One such series that has all the appearances of being a good idea is the new Legacy Recordings Setlist collection. While they've still gone into their back catalogues for some of the material, some of the discs promise previously unreleased material, and all them promise an interesting collection of live performances.
If their intent with the series was to choose material that gave listeners a good general overview of a performer's range, then judging by the package they've put together for Johnny Cash, Setlist: The Very Best Of Johnny Cash Live they've done a remarkable job. For not only have they taken tracks from live performances Cash gave at various times and locations during his long and storied career, they've chosen songs that reflect the wide variety of styles and genres Cash played. Of course there are a number of songs from his recordings at Folsom and San Quentin prisons, two of his most famous live recordings, but did you know he had also made a live recording in a prison in Sweden? I sure didn't know that, but there are two tracks on here from a recording made at Osteraker Prison in October 1972. Hearing that familiar Cash voice speaking Swedish as he introduces "That Silver Haired Daddy Of Mine" to his audience is almost worth the cost of the disc alone.

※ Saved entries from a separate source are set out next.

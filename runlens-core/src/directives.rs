// Copyright (c) The runlens Contributors
// SPDX-License-Identifier: MIT OR Apache-2.0

//! Test directive counts for request-source files.
//!
//! The runner does not link test cases to requests in its report. Instead,
//! runlens asks a [`RequestDirectiveSource`] how many inline test directives
//! each request in a source file declares, and attributes test cases by
//! position. Parsing request-source files is out of scope here: the CLI reads
//! counts from a JSON manifest through [`ManifestDirectiveSource`].

use crate::{errors::DirectiveSourceError, helpers::method_url_key};
use camino::{Utf8Path, Utf8PathBuf};
use indexmap::IndexMap;
use serde::Deserialize;

/// A request declared in a source file, along with its test directive count.
#[derive(Clone, Debug, Default, Deserialize, PartialEq, Eq)]
#[serde(rename_all = "camelCase")]
pub struct RequestDirective {
    /// The declared request name, if any.
    #[serde(default)]
    pub name: Option<String>,

    /// The request title, used when no name is declared.
    #[serde(default)]
    pub title: Option<String>,

    /// The HTTP method.
    #[serde(default)]
    pub method: String,

    /// The request URL as written in the source file.
    #[serde(default)]
    pub url: String,

    /// Whether the request declares any test directives.
    #[serde(default)]
    pub has_test_directives: bool,

    /// How many inline test directives the request declares.
    #[serde(default)]
    pub test_directive_count: usize,
}

impl RequestDirective {
    /// Creates a named request with the given directive count.
    pub fn named(name: impl Into<String>, test_directive_count: usize) -> Self {
        Self {
            name: Some(name.into()),
            has_test_directives: test_directive_count > 0,
            test_directive_count,
            ..Default::default()
        }
    }

    /// Returns the key under which this request's tests are attributed.
    ///
    /// This matches the key the attempt log groups retries by: the declared
    /// name, then the title, then `METHOD URL`. The log only knows the
    /// resolved URL, so tests for a request with neither a name nor a title
    /// match only if its URL has no variables. Tests that match no logged
    /// request end up with the custom tests.
    pub fn key(&self) -> String {
        let non_empty = |s: &&str| !s.is_empty();
        self.name
            .as_deref()
            .filter(non_empty)
            .or_else(|| self.title.as_deref().filter(non_empty))
            .map_or_else(|| method_url_key(&self.method, &self.url), ToOwned::to_owned)
    }

    /// Returns the number of inline test cases this request owns.
    ///
    /// A request that declares no test directives owns none, whatever its
    /// count says.
    pub fn effective_count(&self) -> usize {
        if self.has_test_directives {
            self.test_directive_count
        } else {
            0
        }
    }
}

/// A query returning the ordered requests of a request-source file.
///
/// Implementations must be pure: the same file must produce the same list, in
/// file order, for the duration of a run.
pub trait RequestDirectiveSource {
    /// Returns the requests declared in `source_file`, in file order.
    fn requests(&self, source_file: &Utf8Path)
    -> Result<Vec<RequestDirective>, DirectiveSourceError>;
}

/// A directive source that returns the same list for every file.
#[derive(Clone, Debug, Default)]
pub struct StaticDirectiveSource {
    requests: Vec<RequestDirective>,
}

impl StaticDirectiveSource {
    /// Creates a new `StaticDirectiveSource`.
    pub fn new(requests: impl IntoIterator<Item = RequestDirective>) -> Self {
        Self {
            requests: requests.into_iter().collect(),
        }
    }
}

impl RequestDirectiveSource for StaticDirectiveSource {
    fn requests(
        &self,
        _source_file: &Utf8Path,
    ) -> Result<Vec<RequestDirective>, DirectiveSourceError> {
        Ok(self.requests.clone())
    }
}

/// A directive source backed by a JSON manifest.
///
/// The manifest maps source file paths, as passed to runlens, to their
/// ordered request lists:
///
/// ```json
/// {
///   "requests/users.http": [
///     { "name": "create-user", "method": "POST", "url": "{{base}}/users",
///       "hasTestDirectives": true, "testDirectiveCount": 2 }
///   ]
/// }
/// ```
#[derive(Clone, Debug, Default)]
pub struct ManifestDirectiveSource {
    files: IndexMap<Utf8PathBuf, Vec<RequestDirective>>,
}

impl ManifestDirectiveSource {
    /// Reads a manifest from disk.
    pub fn from_path(path: &Utf8Path) -> Result<Self, DirectiveSourceError> {
        let contents =
            std::fs::read_to_string(path).map_err(|error| DirectiveSourceError::ReadManifest {
                path: path.to_owned(),
                error,
            })?;
        Self::from_json(&contents).map_err(|error| DirectiveSourceError::ParseManifest {
            path: path.to_owned(),
            error,
        })
    }

    /// Parses a manifest from a JSON string.
    pub fn from_json(json: &str) -> Result<Self, serde_json::Error> {
        let files = serde_json::from_str(json)?;
        Ok(Self { files })
    }
}

impl RequestDirectiveSource for ManifestDirectiveSource {
    fn requests(
        &self,
        source_file: &Utf8Path,
    ) -> Result<Vec<RequestDirective>, DirectiveSourceError> {
        // A file missing from the manifest declares no directives.
        Ok(self.files.get(source_file).cloned().unwrap_or_default())
    }
}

To be honest, types of songs like the one above — sentimental country music — are the ones I like the least among Cash's repertoire. However, stuff like "I Still Miss Someone," "I Got A Woman," and the medley of "Darlin' Companion/If I Were A Carpenter/Jackson" (from live shows at Madison Square Garden, Folsom Prison, and Ryman Auditorium respectively) were, and still are, favourites for many. Omitting them would have given a false impression of his career and the music he played. I'm sure there are songs on this disc I like that others won't appreciate, but that's part of what made Cash so special, his ability to appeal to so many different people. How many other performers do you know who have had tribute albums created for them by everybody from gospel groups to punk bands? Not many, I'd bet.